顧宇成踱了幾步,忽又回頭對公子道:「無痕,委屈你了!"

呃?公子抬起頭。

「這女人肯定給了你很多難堪吧?你是怎麼把她請回來的?"如果說她讓無痕跪下給她磕頭,他都不會感到驚訝。

公子微微一笑道:「沒有。」

「沒有?"顧宇成不敢相信。

「她只是讓我把一首《鞦韆索》填完,就跟我來了。」其實當時的情形頗是尷尬,然而他不願多提。與面子尊榮無關,只是不想提而已。

填詞?搞什麼啊,弄了半天原來是久仰無痕的文采,所以趁機接近他。顧宇成冷笑著道:"原來又是一個崇拜者。她想的花招倒新鮮。"陌上人如玉,公子世無雙。當初他和妹妹訂婚的訊息傳出去後,不知道有多少少女哭得肝場寸斷,悔恨自己為什麼不是那個幸運的顧明煙。饒是如此,不肯死心的依舊大有人在,這個木先生,行為怪異,他可要看好了,免得自家妹妹吃虧。

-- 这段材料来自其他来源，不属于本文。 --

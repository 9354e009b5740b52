// SPDX-License-Identifier: MPL-2.0
//! What the overlay shows after each event.
//!
//! [`OverlaySnapshot`] is the controller's state as a value; it is rebuilt
//! and replaced whole on every update. [`RenderDirectives`] adds everything
//! a renderer needs on top of it (icons, labels, opacity) so views never
//! reach back into the controller.

use super::fade::FadeDirective;
use super::layout::VideoSize;
use super::visibility::ControlsVisibility;
use crate::error::PlaybackError;
use crate::player::{slider_fraction, time_label, PlaybackState};

/// Immutable view of the overlay state at one point in time.
#[derive(Debug, Clone, Copy, PartialEq, Eq)]
pub struct OverlaySnapshot {
    /// Elapsed milliseconds, never past `duration_millis` when that is known.
    pub position_millis: u64,
    /// Total milliseconds, 0 if unknown.
    pub duration_millis: u64,
    pub state: PlaybackState,
    /// Settled visibility; never reflects a fade in flight.
    pub controls_visibility: ControlsVisibility,
    /// False between an optimistic command and the next status push.
    pub confirmed: bool,
}

impl OverlaySnapshot {
    pub(crate) fn initial(state: PlaybackState, visibility: ControlsVisibility) -> Self {
        Self {
            position_millis: 0,
            duration_millis: 0,
            state,
            controls_visibility: visibility,
            confirmed: true,
        }
    }

    /// `MM:SS / MM:SS` label.
    pub fn time_label(&self) -> String {
        time_label(self.position_millis, self.duration_millis)
    }

    pub fn slider_fraction(&self) -> f64 {
        slider_fraction(self.position_millis, self.duration_millis)
    }
}

/// Icon in the middle of the overlay.
#[derive(Debug, Clone, Copy, PartialEq, Eq)]
pub enum ControlIcon {
    /// Activity indicator while loading or buffering.
    Loading,
    Play,
    Pause,
    Replay,
}

impl ControlIcon {
    /// Icon for a playback state; `Error` shows a message instead of an icon.
    pub fn for_state(state: PlaybackState) -> Option<Self> {
        match state {
            PlaybackState::Loading | PlaybackState::Buffering => Some(Self::Loading),
            PlaybackState::Playing => Some(Self::Pause),
            PlaybackState::Paused => Some(Self::Play),
            PlaybackState::Ended => Some(Self::Replay),
            PlaybackState::Error => None,
        }
    }
}

/// Mute button icon; shows the action the button performs.
#[derive(Debug, Clone, Copy, PartialEq, Eq)]
pub enum MuteIcon {
    /// Currently muted, tapping unmutes.
    VolumeUp,
    /// Currently audible, tapping mutes.
    VolumeOff,
}

/// Fullscreen button icon.
#[derive(Debug, Clone, Copy, PartialEq, Eq)]
pub enum FullscreenIcon {
    Enter,
    Exit,
}

/// Everything a renderer needs to draw the overlay for one update.
#[derive(Debug, Clone, PartialEq)]
pub struct RenderDirectives {
    pub snapshot: OverlaySnapshot,
    /// False for looping videos, which render without any overlay.
    pub overlay_shown: bool,
    /// Opacity the overlay is at or fading towards.
    pub opacity: f32,
    /// Transition in flight, if any.
    pub fade: Option<FadeDirective>,
    /// Controls accept input only once settled visible.
    pub interactive: bool,
    pub control_icon: Option<ControlIcon>,
    pub elapsed_label: Option<String>,
    pub total_label: Option<String>,
    pub slider_fraction: Option<f64>,
    pub mute_icon: Option<MuteIcon>,
    pub fullscreen_icon: Option<FullscreenIcon>,
    /// Error to display instead of the controls.
    pub error: Option<PlaybackError>,
    pub video_size: VideoSize,
}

公予沒有理會他的話,若有所思地望著緊閉的門,過了許久他忽然道:「來人。」

一僕人應聲而至。

「去一趟舞柳城,就說秋菊正豔,恭請葉大公子來此賞菊。」

顧宇成奇怪地道:「為什麼忽然請葉慕楓來這?"

「只是想確認一件事情。」不再多言,公子轉動輪椅隨即離開。

兩個時辰後,木先生才開啟房門,對外邊等候著的侍女們道:「你們可以進來了。」

侍女們連忙進去收拾,顧宇成也跟了進去,一見妹妹還是昏迷不醒,便急了,「為什麼明煙還沒醒?"

木先生一邊慢條斯理地在侍女端上來的水盆中淨手,一邊淡淡地道:「正常。」

「她得的是什麼病?"

「我說了你也不會懂。」

顧宇成怒聲道:「那你告訴我,有什麼是你說了我能夠懂的?"

「有。」木先生道,「如果你不信任我,可以另請高明。」

顧宇成二度揮袖離開。

侍女們睜大了眼睛,這個女人好……強悍!從來沒有人敢這樣頂撞少莊主呢,也從來沒有人在頂撞了少莊主後還能安然無事的。少莊主的脾氣之差,可懸江湖上出了名的。

木先生洗完手,道:「毛巾呢?"。

侍女連忙遞上熱毛巾,「木先生,您的房間已經準備好了,我帶您去休息一下吧?"

「不用。」

不用?

「我就住在這,不需要另備房間。」

侍女一聽,頗受感動。這位神醫脾氣是古怪了點兒,看上去也冷冰冰了點兒,但是她居然這麼盡職,要日夜守在小姐身邊,光這一點來說,就比以往的大夫好多啦。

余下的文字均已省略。